Es inmensa, es increíble saberme con la suerte de estar ahí, sólo puedo tomar mi cámara de video y grabarme diciendo: ¡Ya llegué! No es un sueño, es una realidad, estoy en Paris y en un momento más admiraré esta ciudad desde su más fiel estandarte. Hasta ese momento vivo mi romance con la Ciudad Luz cuando de pronto me pasa la factura que paga todo aquel que decide aventurarse a conocerla, horas de filas de personas formadas para poder alcanzar un lugar en el ascensor que te lleva hasta lo más alto del monumento. No importa, estoy aquí, mi esfuerzo es bien correspondido. Después de mucho rato de esperar, subimos, para ese momento Oscar ha debido soportar mis incontables quejas por el hambre que tengo, no soy bueno para olvidarme de mi mal hábito de comer tres veces al día.

Al llegar a la cima, me encuentro un sinfín de banderas en paneles que indican la distancia de ese punto hasta tal o cual país. Y a lo lejos descubro la famosa iglesia en el barrio de Montmatre, es imprescindible ir. Una de mis escenas favoritas de la película “Amélie” se desarrolla en este sitio. Quiero averiguar si en verdad existe el carrusel de ese filme. Bajo de la torre teniendo la completa certeza de que Paris es una enorme maqueta. Regresamos al metro hasta llegar cerca del famoso barrio. A decir verdad no me interesa mucho la cuestión religiosa, es más mi emoción por subir las escaleras, las mismas que recorrió Amelie. Al llegar, lo confirmo, el carrusel existe, ¡ahí está! Para cuando termina mi visita, comienza la lluvia, es hora de padecer el metro de París en hora pico, con parisinos mojados y con ese olor característico que tienen, simplemente insufrible para mí.

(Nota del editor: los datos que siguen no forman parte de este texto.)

//! # mc Commands
//!
//! Argument vectors for every `mc` invocation the reconciler issues.
//!
//! Secret arguments (root password, supplied secret keys) are tracked by
//! position and masked whenever a command is displayed or logged.

use std::fmt;

/// One `mc` invocation
#[derive(Clone, PartialEq, Eq)]
pub struct McCommand {
    args: Vec<String>,
    secret_indexes: Vec<usize>,
}

impl McCommand {
    fn new<I, S>(args: I) -> Self
    where
        I: IntoIterator<Item = S>,
        S: Into<String>,
    {
        Self {
            args: args.into_iter().map(Into::into).collect(),
            secret_indexes: Vec::new(),
        }
    }

    fn arg(mut self, arg: impl Into<String>) -> Self {
        self.args.push(arg.into());
        self
    }

    fn secret_arg(mut self, arg: impl Into<String>) -> Self {
        self.secret_indexes.push(self.args.len());
        self.args.push(arg.into());
        self
    }

    fn flag_value(self, flag: &str, value: Option<&str>) -> Self {
        match value {
            Some(value) => self.arg(flag).arg(value),
            None => self,
        }
    }

    /// Raw arguments passed to the binary (secrets unmasked)
    #[must_use]
    pub fn args(&self) -> &[String] {
        &self.args
    }

    /// Whether any argument holds a secret
    #[must_use]
    pub fn has_secrets(&self) -> bool {
        !self.secret_indexes.is_empty()
    }

    /// `mc alias set <alias> <endpoint> <user> <password>`
    #[must_use]
    pub fn alias_set(alias: &str, endpoint: &str, user: &str, password: &str) -> Self {
        Self::new(["alias", "set", alias, endpoint, user]).secret_arg(password)
    }

    /// `mc ls <target> --json`
    #[must_use]
    pub fn list_json(target: &str) -> Self {
        Self::new(["ls", target, "--json"])
    }

    /// `mc mb <alias>/<bucket>`
    #[must_use]
    pub fn make_bucket(alias: &str, bucket: &str) -> Self {
        Self::new(["mb".to_string(), bucket_path(alias, bucket)])
    }

    /// `mc rb <alias>/<bucket> [--force]`
    #[must_use]
    pub fn remove_bucket(alias: &str, bucket: &str, force: bool) -> Self {
        let command = Self::new(["rb".to_string(), bucket_path(alias, bucket)]);
        if force {
            command.arg("--force")
        } else {
            command
        }
    }

    /// `mc admin user svcacct list <alias>/ <root-user> --json`
    #[must_use]
    pub fn service_account_list(alias: &str, root_user: &str) -> Self {
        Self::new(["admin", "user", "svcacct", "list"])
            .arg(alias_root(alias))
            .arg(root_user)
            .arg("--json")
    }

    /// `mc admin user svcacct info <alias>/ <access-key> --json`
    #[must_use]
    pub fn service_account_info(alias: &str, access_key: &str) -> Self {
        Self::new(["admin", "user", "svcacct", "info"])
            .arg(alias_root(alias))
            .arg(access_key)
            .arg("--json")
    }

    /// `mc admin user svcacct add <alias>/ <root-user> [--access-key K] [--secret-key S] --name N [--description D] --json`
    #[must_use]
    pub fn service_account_add(alias: &str, root_user: &str, request: &ServiceAccountAdd<'_>) -> Self {
        let command = Self::new(["admin", "user", "svcacct", "add"])
            .arg(alias_root(alias))
            .arg(root_user)
            .flag_value("--access-key", request.access_key);
        let command = match request.secret_key {
            Some(secret) => command.arg("--secret-key").secret_arg(secret),
            None => command,
        };
        command
            .arg("--name")
            .arg(request.name)
            .flag_value("--description", request.description)
            .arg("--json")
    }
}

impl fmt::Display for McCommand {
    fn fmt(&self, f: &mut fmt::Formatter<'_>) -> fmt::Result {
        f.write_str("mc")?;
        for (i, arg) in self.args.iter().enumerate() {
            if self.secret_indexes.contains(&i) {
                f.write_str(" ***")?;
            } else {
                write!(f, " {arg}")?;
            }
        }
        Ok(())
    }
}

impl fmt::Debug for McCommand {
    fn fmt(&self, f: &mut fmt::Formatter<'_>) -> fmt::Result {
        f.debug_tuple("McCommand").field(&self.to_string()).finish()
    }
}

/// Fields of a `svcacct add` call, with the name already resolved
#[derive(Debug, Clone, Copy)]
pub struct ServiceAccountAdd<'a> {
    pub access_key: Option<&'a str>,
    pub secret_key: Option<&'a str>,
    pub name: &'a str,
    pub description: Option<&'a str>,
}

/// Access-key removal commands, tried in [`RemovalCommand::ORDER`]
///
/// `mc` renamed the removal subcommand between releases; either may be the
/// one the installed binary understands.
#[derive(Debug, Clone, Copy, PartialEq, Eq)]
pub enum RemovalCommand {
    /// `mc admin user svcacct remove <alias>/ <key>`
    ServiceAccount,
    /// `mc admin accesskey remove <alias>/ <key>`
    LegacyAccessKey,
}

impl RemovalCommand {
    pub const ORDER: [RemovalCommand; 2] =
        [RemovalCommand::ServiceAccount, RemovalCommand::LegacyAccessKey];

    #[must_use]
    pub fn command(self, alias: &str, access_key: &str) -> McCommand {
        let prefix: &[&str] = match self {
            RemovalCommand::ServiceAccount => &["admin", "user", "svcacct", "remove"],
            RemovalCommand::LegacyAccessKey => &["admin", "accesskey", "remove"],
        };
        McCommand::new(prefix.iter().copied())
            .arg(alias_root(alias))
            .arg(access_key)
    }

    #[must_use]
    pub fn as_str(self) -> &'static str {
        match self {
            RemovalCommand::ServiceAccount => "svcacct remove",
            RemovalCommand::LegacyAccessKey => "accesskey remove",
        }
    }
}

/// `<alias>/`
#[must_use]
pub fn alias_root(alias: &str) -> String {
    format!("{alias}/")
}

/// `<alias>/<bucket>`
#[must_use]
pub fn bucket_path(alias: &str, bucket: &str) -> String {
    format!("{alias}/{bucket}")
}

/// `<alias>/<bucket>/`, the target used for bucket existence checks
#[must_use]
pub fn bucket_root(alias: &str, bucket: &str) -> String {
    format!("{alias}/{bucket}/")
}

Para la noche es momento de conocer la famosa Campos Elíseos, hermosa calle llena de comercios y restaurantes. Con esta caminata logro reconocer la magia de este lugar, gente de todo tipo, de todos lados, es una convergencia de culturas, mujeres con burkas caminando detrás de su esposos, judíos ortodoxos se revelan por su particular manera de vestir, turistas delatados por sus cámaras, hordas de orientales sonriendo, gente de países eslavos pidiendo limosna. En mi caminata descubro una tiendita de frutas y es tanta mi hambre que me gasto ocho euros en una manzana y un pequeño racimo de uvas. No me importa el costo, necesito alimentarme e insisto, nunca seré bueno para olvidar la comida en un viaje. Después de caminar hasta el final de esta increíble avenida, dejando atrás su glamour, sólo encontramos un kiosco donde compramos la versión francesa de un hot dog, una enorme salchicha en una dura baguette. No entiendo qué paso que acabé cenando esto en la capital francesa, pero soy incapaz de pensar en regresar mis pasos pues estoy molido y casi llorando me dispongo a cenar en una banca cercana.

Mi único consuelo es que aún me quedan días para regresar y corregir mi error culinario, pero como dice el comercial, esa es otra historia.